Outdoor concert venue in Missouri, U.S.

Hollywood Casino Amphitheater (originally Riverport Amphitheatre and formerly the UMB Bank Pavilion and Verizon Wireless Amphitheater) is an outdoor concert venue in Maryland Heights, Missouri, near St. Louis.

==History==
The venue was built for approximately $12 million, and opened on June 14, 1991, with a performance by Steve Winwood.

Shortly after opening, the amphitheater became the site of the infamous Riverport Riot, July 2, 1991, during a Guns N' Roses concert, during their Use Your Illusion Tour.

In 1998, the local promoter Contemporary Group, who built the amphitheater, was acquired by SFX. SFX corporate successor Live Nation Entertainment continues to own and operate the venue.

In 2002, UMB Bank acquired the naming rights to the venue for five years.
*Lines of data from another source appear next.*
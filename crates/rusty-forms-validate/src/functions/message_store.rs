// File: rusty-forms-validate/src/functions/message_store.rs
// Purpose: Current validation message per field, re-resolved on source updates

use indexmap::IndexMap;
use std::cell::RefCell;
use std::rc::{Rc, Weak};
use tracing::debug;

use super::{MessageResolver, UpdateListener};
use crate::dom::Control;
use crate::reactive::Listeners;
use crate::value::Value;

/// Receives every newly resolved message of one field
pub type MessageHandler = Rc<dyn Fn(&str)>;

struct Entry {
    params: Vec<Value>,
    value: String,
    on_change: MessageHandler,
}

/// Shared message store keyed by element id.
///
/// Every attached field owns one entry. When the resolver announces an
/// update, entries with params or a non-empty message are resolved again and
/// their handlers called, so displayed messages follow a locale switch
/// without the fields validating again.
pub struct MessageStore {
    resolver: Rc<dyn MessageResolver>,
    entries: RefCell<IndexMap<String, Entry>>,
    subscribers: Listeners<dyn Fn()>,
    update_listener: RefCell<Option<UpdateListener>>,
}

impl MessageStore {
    pub fn new(resolver: Rc<dyn MessageResolver>) -> Rc<Self> {
        let store = Rc::new(Self {
            resolver: resolver.clone(),
            entries: RefCell::new(IndexMap::new()),
            subscribers: Listeners::new(),
            update_listener: RefCell::new(None),
        });

        let weak: Weak<Self> = Rc::downgrade(&store);
        let listener: UpdateListener = Rc::new(move || {
            if let Some(store) = weak.upgrade() {
                store.refresh();
            }
        });
        resolver.add_update_listener(listener.clone());
        *store.update_listener.borrow_mut() = Some(listener);
        store
    }

    /// Register a field with no message; `on_change("")` runs immediately
    pub fn create(&self, control: &dyn Control, on_change: impl Fn(&str) + 'static) {
        let on_change: MessageHandler = Rc::new(on_change);
        self.entries.borrow_mut().insert(
            control.id(),
            Entry {
                params: Vec::new(),
                value: String::new(),
                on_change: on_change.clone(),
            },
        );
        on_change("");
        self.subscribers.notify();
    }

    /// Resolve and store `params` as the field's message
    pub fn set(&self, control: &dyn Control, params: Vec<Value>) {
        let value = self.resolver.resolve(&params);
        self.update(&control.id(), params, value);
    }

    /// Reset the field to "no message"
    pub fn clear(&self, control: &dyn Control) {
        self.update(&control.id(), Vec::new(), String::new());
    }

    /// The field's current message, `""` when it has no entry
    pub fn get(&self, control: &dyn Control) -> String {
        self.get_by_id(&control.id())
    }

    pub fn get_by_id(&self, id: &str) -> String {
        self.entries
            .borrow()
            .get(id)
            .map(|e| e.value.clone())
            .unwrap_or_default()
    }

    /// Message parameters behind the field's current message
    pub fn params(&self, control: &dyn Control) -> Vec<Value> {
        self.entries
            .borrow()
            .get(&control.id())
            .map(|e| e.params.clone())
            .unwrap_or_default()
    }

    /// `on_change("")`, then drop the entry
    pub fn delete(&self, control: &dyn Control) {
        let id = control.id();
        let handler = self.entries.borrow().get(&id).map(|e| e.on_change.clone());
        if let Some(handler) = handler {
            handler("");
        }
        self.entries.borrow_mut().shift_remove(&id);
        self.subscribers.notify();
    }

    pub fn len(&self) -> usize {
        self.entries.borrow().len()
    }

    pub fn is_empty(&self) -> bool {
        self.entries.borrow().is_empty()
    }

    /// Called after every change to any entry
    pub fn subscribe(&self, listener: Rc<dyn Fn()>) {
        self.subscribers.add(listener);
    }

    pub fn unsubscribe(&self, listener: &Rc<dyn Fn()>) {
        self.subscribers.remove(listener);
    }

    fn update(&self, id: &str, params: Vec<Value>, value: String) {
        let handler = {
            let mut entries = self.entries.borrow_mut();
            let Some(entry) = entries.get_mut(id) else {
                debug!(id = %id, "message update for a field without an entry");
                return;
            };
            entry.params = params;
            entry.value = value.clone();
            entry.on_change.clone()
        };
        handler(&value);
        self.subscribers.notify();
    }

    /// Re-resolve entries that show or hold a message
    fn refresh(&self) {
        let stale: Vec<(String, Vec<Value>)> = self
            .entries
            .borrow()
            .iter()
            .filter(|(_, e)| !e.value.is_empty() || !e.params.is_empty())
            .map(|(id, e)| (id.clone(), e.params.clone()))
            .collect();
        if stale.is_empty() {
            return;
        }

        debug!(count = stale.len(), "re-resolving validation messages");
        for (id, params) in stale {
            let value = self.resolver.resolve(&params);
            let handler = {
                let mut entries = self.entries.borrow_mut();
                let Some(entry) = entries.get_mut(&id) else {
                    continue;
                };
                entry.value = value.clone();
                entry.on_change.clone()
            };
            handler(&value);
        }
        self.subscribers.notify();
    }
}

impl Drop for MessageStore {
    fn drop(&mut self) {
        if let Some(listener) = self.update_listener.borrow_mut().take() {
            self.resolver.remove_update_listener(&listener);
        }
    }
}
Verizon Wireless then purchased the naming rights in November 2006.

Venue owner Live Nation announced December 17, 2014, that they had signed a multiyear agreement with Hollywood Casino St. Louis (located 2 mi north), which is owned and operated by Penn National Gaming, to be the amphitheater's title sponsor. The length of the agreement was not disclosed.

==Notable events==
Guns and Roses Riot - On July 2, 1991 concert at the then-brand new Riverport Amphitheatre (now known as Hollywood Casino Amphitheater) in nearby Maryland Heights, Mo., erupted into a violent and bloody riot, injuring 65 people — including 25 police officers — and resulting in dozens of arrests and hundreds of thousands of dollars in property damage.

On June 9, 2000, the bands REO Speedwagon and Styx
performed at the venue together and released Arch Allies Live at Riverport and releasing 2 single-disc versions for Styx and one for REO.
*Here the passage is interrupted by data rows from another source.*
//! # rusty-forms-validate
//!
//! Field and form validation directives built on native constraint
//! validation, with custom rules, per-field messages and i18n-ready message
//! resolution.
//!
//! ## Quick Start
//!
//! ```rust
//! use rusty_forms_validate::dom::headless::HeadlessDocument;
//! use rusty_forms_validate::dom::{ControlKind, EventTarget, Event, InputType};
//! use rusty_forms_validate::{ValidatePlugin, Value};
//!
//! let plugin = ValidatePlugin::default();
//! let doc = HeadlessDocument::new();
//! let form = doc.create_form("signup");
//! let email = doc.create_control(ControlKind::Text(InputType::Email), "email", "email");
//! form.append(&email);
//! email.set_required(true);
//!
//! let _form = plugin.validate_form(form.clone(), &Value::Null).unwrap();
//! let _field = plugin
//!     .validate(email.clone(), &Value::parse(r#"{"m": {"valueMissing": "Email is required"}}"#).unwrap())
//!     .unwrap();
//!
//! let submitted = form.dispatch_event(&Event::new("submit"));
//! assert!(!submitted);
//! assert_eq!(plugin.message_store().get(&*email), "Email is required");
//! ```
//!
//! ## Architecture
//!
//! - **`dom`** - The control/form/event seam, plus a headless document
//! - **`config`** - Default layers and normalizers for `v`/`m` shorthand
//! - **`functions`** - Value, validity-message, custom-validator, message and
//!   rate-limit collaborators; each can be swapped through [`FunctionsOptions`]
//! - **`validators`** - The field and form validation passes
//! - **`plugin`** - Directives that wire it all onto DOM events
//! - **`settings`** - Default options from a TOML file

pub mod config;
pub mod dom;
pub mod error;
pub mod functions;
pub mod plugin;
pub mod reactive;
pub mod registry;
pub mod settings;
pub mod utils;
pub mod validators;
pub mod value;

pub use config::{FieldConfig, FormConfig};
pub use error::{Result, ValidateError};
pub use functions::{
    builtin_validators, create_custom_field_validator, Functions, FunctionsOptions,
    MessageResolver, MessageStore,
};
pub use plugin::{Directive, PluginOptions, ValidatePlugin};
pub use registry::Registry;
pub use settings::Settings;
pub use validators::{FieldOutcome, FieldValidator, FormValidator, ValidationEvents};
pub use value::{Function, Value};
Sting performed during his Symphonicities Tour on June 23, 2010, along with the Royal Philharmonic Orchestra.

On July 23, 2010, Kings of Leon abruptly ended their set, after only three songs, allegedly being pelted with feces by pigeons while onstage. The band gave fans their money back and later announced a makeup show. The new date was scheduled to be on September 25, 2010. Tickets were free for those who attended their last show and were $10.00 for other fans planning on attending.

On May 31, 2022, AJR headlined the amphitheater for their tour supporting their album "OK Orchestra".

On July 30, 2024, Red Hot Chili Peppers concluded their Unlimited Love Tour at the amphitheater.

The amphitheater has played host to many music festivals, including 60's Summer Spectacular, All That! Music and More Festival, Anger Management Tour, Crüe Fest, Crüe Fest 2, Family Values Tour, Farm Aid, H.O.R.D.E. Festival, Honda Civic Tour, Lilith Fair, Lollapalooza, Mayhem Festival, Ozzfest, Pointfest, Projekt Revolution, Uproar Festival and Vans Warped Tour.